We bling the augusta jerseys. Just make sure your stones are atleast ss10 and use a teflon sheet or pad in side the jersey.


----------



## BHD (Oct 31, 2007)

*we have successfully blinged out the Augusta jersey pictured for an wedding party. Used SS10 stones and they worked fine! I know that they sell the solid style jersey at both TSC and SSActivewear if that helps and sell by the piece. Names on the top on the dazzle part, and the design on the mesh.*


----------



## jgraffixx (May 13, 2011)

jasmynn said:


> yes, that was my intention also. I have one I purchased for my daughter with the glitter vinyl. I want to be able to stone the names on the top of the back of them.
> So, what is their minimum order requirement? That's what I'm concerned about. They have no contact information. I filled out their reseller form and have not heard anything from them.


There is no minimum order if you're a wholesaler.
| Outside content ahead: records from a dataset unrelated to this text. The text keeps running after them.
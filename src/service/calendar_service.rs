use async_trait::async_trait;

use crate::clients::calendar_client;
use crate::error::CalendarError;
use crate::models::event::{CalendarEvent, CalendarEventDraft, CreatedEvent};

#[async_trait]
pub trait CalendarClient: Send + Sync {
    async fn list_events(
        &self,
        calendar_id: &str,
        time_min: &str,
        time_max: &str,
    ) -> Result<Vec<CalendarEvent>, CalendarError>;

    async fn insert_event(
        &self,
        calendar_id: &str,
        event: &CalendarEventDraft,
    ) -> Result<CreatedEvent, CalendarError>;
}

/// Calendar backed by the Google Calendar v3 REST API.
pub struct GoogleCalendarService {
    http: reqwest::Client,
    base_url: String,
    access_token: String,
}

impl GoogleCalendarService {
    pub fn new(access_token: String) -> Self {
        Self {
            http: reqwest::Client::new(),
            base_url: calendar_client::DEFAULT_BASE_URL.to_string(),
            access_token,
        }
    }

    pub fn with_base_url(mut self, base_url: impl Into<String>) -> Self {
        self.base_url = base_url.into();
        self
    }
}

#[async_trait]
impl CalendarClient for GoogleCalendarService {
    async fn list_events(
        &self,
        calendar_id: &str,
        time_min: &str,
        time_max: &str,
    ) -> Result<Vec<CalendarEvent>, CalendarError> {
        calendar_client::list_events(
            &self.http,
            &self.base_url,
            &self.access_token,
            calendar_id,
            time_min,
            time_max,
        )
        .await
    }

    async fn insert_event(
        &self,
        calendar_id: &str,
        event: &CalendarEventDraft,
    ) -> Result<CreatedEvent, CalendarError> {
        calendar_client::insert_event(&self.http, &self.base_url, &self.access_token, calendar_id, event)
            .await
    }
}
use chrono::{Duration, NaiveTime};
use chrono_tz::Tz;
use serde_json::Value;
use tracing::{debug, info, warn};

use crate::error::{ExtractError, OrchestratorError, PlanError};
use crate::models::event::parse_event_time;
use crate::models::plan::{PlanExtraction, PlannedSubtask, Subtask};
use crate::service::extract;
use crate::service::orchestrator::TurnContext;
use crate::service::prompts;

/// A daily period in which no subtask may be scheduled.
#[derive(Debug, Clone, Copy, PartialEq, Eq)]
pub struct ExclusionWindow {
    pub label: &'static str,
    pub start_hour: u32,
    pub end_hour: u32,
}

impl ExclusionWindow {
    fn start(&self) -> NaiveTime {
        NaiveTime::from_hms_opt(self.start_hour, 0, 0).unwrap_or_default()
    }

    fn end(&self) -> NaiveTime {
        NaiveTime::from_hms_opt(self.end_hour, 0, 0).unwrap_or_default()
    }

    /// True when an interval starting at `start` begins inside the window.
    fn holds_start(&self, start: NaiveTime) -> bool {
        self.start() <= start && start < self.end()
    }

    /// True when an interval ending at `end` spent its last moments inside
    /// the window.
    fn holds_end(&self, end: NaiveTime) -> bool {
        self.start() < end && end <= self.end()
    }

    fn overlaps(&self, start: NaiveTime, end: NaiveTime) -> bool {
        start < self.end() && self.start() < end
    }
}

pub const EXCLUSION_WINDOWS: [ExclusionWindow; 3] = [
    ExclusionWindow {
        label: "sleep",
        start_hour: 0,
        end_hour: 9,
    },
    ExclusionWindow {
        label: "lunch",
        start_hour: 12,
        end_hour: 13,
    },
    ExclusionWindow {
        label: "dinner",
        start_hour: 18,
        end_hour: 20,
    },
];

pub const MAX_SUBTASK_HOURS: i64 = 3;

pub fn read_extraction(reply: &str) -> Result<PlanExtraction, PlanError> {
    let value = extract::parse_value(reply).map_err(PlanError::Extraction)?;
    let object = value
        .as_object()
        .ok_or_else(|| PlanError::Extraction(ExtractError::Shape("plan request is not an object".to_string())))?;
    PlanExtraction::from_object(object).map_err(|reason| PlanError::Extraction(ExtractError::Shape(reason)))
}

/// Reads the decomposition reply: a list, an object holding a list, or a
/// bare comma-separated run of objects.
pub fn read_subtasks(reply: &str, default_time_zone: &str) -> Result<Vec<Subtask>, PlanError> {
    let value = match extract::parse_value(reply) {
        Ok(value) => value,
        Err(first) => {
            let span = extract::payload_span(reply).ok_or(PlanError::Decomposition(first))?;
            extract::parse_literal(&format!("[{span}]")).map_err(PlanError::Decomposition)?
        }
    };

    let items = match value {
        Value::Array(items) => items,
        Value::Object(mut object) => {
            let nested = ["subtasks", "tasks", "schedule", "plan"]
                .iter()
                .find_map(|key| match object.remove(*key) {
                    Some(Value::Array(items)) => Some(items),
                    _ => None,
                });
            nested.unwrap_or_else(|| vec![Value::Object(object)])
        }
        other => {
            return Err(PlanError::Decomposition(ExtractError::Shape(format!(
                "subtasks are not a list: {other}"
            ))));
        }
    };

    items
        .iter()
        .map(|item| {
            Subtask::from_value(item, default_time_zone)
                .map_err(|reason| PlanError::Decomposition(ExtractError::Shape(reason)))
        })
        .collect()
}

/// Checks one subtask against the daily exclusion windows in `zone`.
/// Same-day subtasks may not touch a window and are capped at
/// `MAX_SUBTASK_HOURS`; subtasks crossing midnight only need both
/// endpoints outside the windows.
pub fn check_subtask(subtask: &Subtask, zone: Tz) -> Result<(), PlanError> {
    let violation = |reason: String| PlanError::ConstraintViolated {
        task: subtask.task.clone(),
        reason,
    };

    if subtask.task.is_empty() {
        return Err(violation("task name is empty".to_string()));
    }
    let start = parse_event_time(&subtask.start, &subtask.time_zone)
        .ok_or_else(|| violation(format!("unreadable start {}", subtask.start)))?;
    let end = parse_event_time(&subtask.end, &subtask.time_zone)
        .ok_or_else(|| violation(format!("unreadable end {}", subtask.end)))?;
    if start >= end {
        return Err(violation(format!("start {} is not before end {}", subtask.start, subtask.end)));
    }

    let local_start = start.with_timezone(&zone);
    let local_end = end.with_timezone(&zone);
    let (start_time, end_time) = (local_start.time(), local_end.time());
    // An end at exactly midnight still belongs to the start's day.
    let last_day = (end - Duration::nanoseconds(1)).with_timezone(&zone).date_naive();

    if local_start.date_naive() == last_day {
        if end - start > Duration::hours(MAX_SUBTASK_HOURS) {
            return Err(violation(format!("longer than {MAX_SUBTASK_HOURS} hours")));
        }
        if let Some(window) = EXCLUSION_WINDOWS.iter().find(|w| w.overlaps(start_time, end_time)) {
            return Err(violation(format!("overlaps {} time", window.label)));
        }
    } else {
        if let Some(window) = EXCLUSION_WINDOWS.iter().find(|w| w.holds_start(start_time)) {
            return Err(violation(format!("starts during {} time", window.label)));
        }
        if let Some(window) = EXCLUSION_WINDOWS.iter().find(|w| w.holds_end(end_time)) {
            return Err(violation(format!("ends during {} time", window.label)));
        }
    }
    Ok(())
}

pub fn render_plan(planned: &[PlannedSubtask]) -> String {
    let body = serde_json::to_string_pretty(planned).unwrap_or_else(|_| "[]".to_string());
    format!("Added {} events to your calendar:\n{body}", planned.len())
}

pub async fn plan_and_add(ctx: &TurnContext<'_>, text: &str) -> Result<String, OrchestratorError> {
    let time_zone = ctx.config.timezone.name();

    let prompt = prompts::plan_extraction_prompt(text, ctx.today);
    debug!(%prompt, "plan extraction prompt");
    let reply = ctx.openai.complete(&ctx.transcript.with_scratch(prompt)).await?;
    debug!(%reply, "plan extraction reply");
    let extraction = read_extraction(&reply)?;
    info!(task = %extraction.target_task, time = %extraction.target_time, max = extraction.max_subtasks, "planning task");

    let prompt = prompts::plan_decomposition_prompt(&extraction, time_zone, ctx.today);
    debug!(%prompt, "plan decomposition prompt");
    let reply = ctx.openai.complete(&ctx.transcript.with_scratch(prompt)).await?;
    debug!(%reply, "plan decomposition reply");

    let mut subtasks = read_subtasks(&reply, time_zone)?;
    let limit = extraction.max_subtasks as usize;
    if subtasks.len() > limit {
        warn!(returned = subtasks.len(), limit, "model returned too many subtasks, keeping the first ones");
        subtasks.truncate(limit);
    }
    for subtask in &subtasks {
        check_subtask(subtask, ctx.config.timezone)?;
    }

    let mut created = Vec::with_capacity(subtasks.len());
    for subtask in subtasks {
        match ctx.calendar.insert_event(&ctx.config.calendar_id, &subtask.to_draft()).await {
            Ok(event) => {
                info!(task = %subtask.task, link = ?event.html_link, "subtask scheduled");
                created.push(PlannedSubtask {
                    subtask,
                    url: event.html_link,
                });
            }
            Err(source) => {
                warn!(task = %subtask.task, created = created.len(), "subtask insert failed, earlier events are kept");
                return Err(PlanError::PartialInsert {
                    created,
                    failed_task: subtask.task,
                    source,
                }
                .into());
            }
        }
    }
    Ok(render_plan(&created))
}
If you are planning on blinging/heat pressing to sell to the public, I would however recommend buying in bulk as the shipping will eat you alive. My husband and I are coming off our first football season selling these and though they were GREAT sellers, the constant ordering cut into our profits BIG TIME.


----------



## jgraffixx (May 13, 2011)

odil1372 said:


> We bling the augusta jerseys. Just make sure your stones are atleast ss10 and use a teflon sheet or pad in side the jersey.
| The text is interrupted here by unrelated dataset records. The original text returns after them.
//! Pull-based view of the simulation for renderers and tests.

use serde::Serialize;

use crate::collision::Offset;
use crate::shape::Shape;
use crate::simulation::ActivePiece;
use crate::types::{Cell, PieceKind, SimStatus, COLS, ROWS};

#[derive(Debug, Clone, Copy, PartialEq, Eq, Hash, Serialize)]
pub struct ActiveSnapshot {
    pub kind: PieceKind,
    pub shape: Shape,
    pub offset: Offset,
}

impl ActiveSnapshot {
    /// Occupied cells in grid coordinates as `(row, col, value)`
    pub fn grid_cells(&self) -> impl Iterator<Item = (i16, i16, Cell)> + '_ {
        self.shape
            .cells()
            .map(|(y, x, v)| (self.offset.row + y as i16, self.offset.col + x as i16, v))
    }
}

impl From<ActivePiece> for ActiveSnapshot {
    fn from(value: ActivePiece) -> Self {
        Self {
            kind: value.kind,
            shape: value.shape,
            offset: value.offset,
        }
    }
}

#[derive(Debug, Clone, Copy, PartialEq, Eq, Hash, Serialize)]
pub struct GameSnapshot {
    pub board: [[u8; COLS as usize]; ROWS as usize],
    pub active: Option<ActiveSnapshot>,
    pub status: SimStatus,
    pub level: u32,
    pub rows_since_level_up: u32,
    pub lines_cleared: u32,
    pub pieces_spawned: u32,
    pub drop_interval_ms: u32,
}

impl GameSnapshot {
    /// Board cell with the active piece drawn on top. Out-of-range reads are empty.
    pub fn composited(&self, row: i16, col: i16) -> Cell {
        if let Some(active) = &self.active {
            if let Some((_, _, v)) = active.grid_cells().find(|&(r, c, _)| r == row && c == col) {
                return v;
            }
        }
        if row < 0 || col < 0 || row >= ROWS as i16 || col >= COLS as i16 {
            return 0;
        }
        self.board[row as usize][col as usize]
    }
}

impl Default for GameSnapshot {
    fn default() -> Self {
        Self {
            board: [[0u8; COLS as usize]; ROWS as usize],
            active: None,
            status: SimStatus::NotStarted,
            level: 1,
            rows_since_level_up: 0,
            lines_cleared: 0,
            pieces_spawned: 0,
            drop_interval_ms: 0,
        }
    }
}
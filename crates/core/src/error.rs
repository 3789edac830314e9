//! Error types for the simulation core.
//!
//! Only programmer errors live here. A move or rotation that is blocked is not an
//! error; it is reported as `Ok(false)` and leaves the state untouched.

use thiserror::Error;

/// Grid Store access outside `[0, ROWS) x [0, COLS)`.
#[derive(Debug, Clone, Copy, PartialEq, Eq, Error)]
pub enum GridError {
    #[error("grid access out of bounds at row {row}, col {col}")]
    OutOfBounds { row: i16, col: i16 },
}

#[derive(Debug, Clone, PartialEq, Eq, Error)]
pub enum CoreError {
    #[error(transparent)]
    Grid(#[from] GridError),

    /// A merge was attempted at an offset that places cells outside the grid.
    #[error("invalid placement: cell lands at row {row}, col {col}")]
    InvalidPlacement { row: i16, col: i16 },

    #[error("invalid configuration: {0}")]
    Config(String),
}

pub type Result<T> = std::result::Result<T, CoreError>;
Thanks for the info. My jerseys sold big time this year but I know my ladies would LOVE it if I could bling them out with rhinestones. Can't wait to try the ss10 stones.


----------



## jgraffixx (May 13, 2011)

BHD said:


> *we have successfully blinged out the Augusta jersey pictured for an wedding party. Used SS10 stones and they worked fine! I know that they sell the solid style jersey at both TSC and SSActivewear if that helps and sell by the piece. Names on the top on the dazzle part, and the design on the mesh.*


Do you by chance have a photo of the blinged out jersey?


----------



## PlumCrazyGlitz (Jul 26, 2010)

I have done them also with 10ss stones and have had no problems with the stones coming off.


----------



## jasmynn (Sep 16, 2011)

Great to know. Thank you all.


----------



## jasmynn (Sep 16, 2011)

In your experiences, is it cheaper to use glitter vinyl or stones? I know Glitter vinyl isn't cheap either.
I got 10 feet of the specialty glitter vinyl from Specialty Graphics for $55.70
Does anyone one know of a more econoic vinyl that compares?


----------



## odil1372 (Aug 15, 2009)

Personally, I think its cheaper to use stones. But, I buy large quantities and have stencils made so I don't have to set stones by hand.
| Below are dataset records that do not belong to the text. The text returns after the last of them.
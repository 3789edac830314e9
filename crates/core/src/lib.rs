//! Core game logic - pure, deterministic, and testable
//!
//! This crate holds the falling-block simulation and nothing else. It has no
//! dependencies on terminals or input devices, so the same code runs under the
//! terminal frontend, in headless tests and in benchmarks.
//!
//! # Module Structure
//!
//! - [`grid`]: 20x10 matrix of placed cells with bounds-checked access
//! - [`shape`]: fixed-capacity piece matrices
//! - [`catalog`]: the seven piece templates
//! - [`rotation`]: pad-to-square quarter turns with trimming
//! - [`collision`]: the overlap / out-of-bounds predicate
//! - [`placement`]: merging landed pieces and sweeping full rows
//! - [`simulation`]: the tick-driven controller and its level progression
//! - [`rng`]: uniform random and scripted piece sources
//! - [`snapshot`]: copyable state for renderers
//! - [`config`]: tunable rules loaded from JSON and the environment
//!
//! # Rules
//!
//! - One gravity step per drop interval; `1000ms - (level - 1) * 100ms`, never
//!   below 100ms
//! - Left/right moves and rotations are applied only if the result does not collide
//! - Landing merges the piece, clears full rows and spawns the next piece at
//!   row 0, column 4; a blocked spawn ends the game
//! - Level `n` advances after `5 * n` lines cleared on it, and the counter restarts
//!
//! # Example
//!
//! ```
//! use blockfall_core::{ScriptedPieces, SimConfig, Simulation, TickOutcome};
//! use blockfall_core::types::{Command, PieceKind, SimStatus};
//!
//! let mut sim = Simulation::with_source(SimConfig::default(), ScriptedPieces::repeat(PieceKind::O));
//! sim.apply_command(Command::Start).unwrap();
//! assert_eq!(sim.status(), SimStatus::Running);
//!
//! sim.apply_command(Command::MoveLeft).unwrap();
//! assert_eq!(sim.tick().unwrap(), TickOutcome::Moved);
//! assert_eq!(sim.active().unwrap().offset.col, 3);
//! ```

pub mod catalog;
pub mod collision;
pub mod config;
pub mod error;
pub mod grid;
pub mod placement;
pub mod rng;
pub mod rotation;
pub mod shape;
pub mod simulation;
pub mod snapshot;

pub use blockfall_types as types;

// Re-export commonly used types for convenience
pub use catalog::template;
pub use collision::{collides, Offset};
pub use config::SimConfig;
pub use error::{CoreError, GridError};
pub use grid::Grid;
pub use placement::{merge, sweep};
pub use rng::{PieceSource, RandomPieces, ScriptedPieces, SimpleRng};
pub use rotation::rotate;
pub use shape::Shape;
pub use simulation::{ActivePiece, Simulation, TickOutcome, SPAWN_OFFSET};
pub use snapshot::{ActiveSnapshot, GameSnapshot};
We've also used the Deco Sparkle material on the jerseys and those look awesome. You can try using the antique silver if you want a cheaper foil type look. It's shiner than gray but not as sparkly as foil but its a lowcost way to add a bit of jazz to the design.

Just charge your customer for whatever they want. If they want rhinestones or glitter, charge accordingly. If they balk at the price, offer them regular vinyl.


----------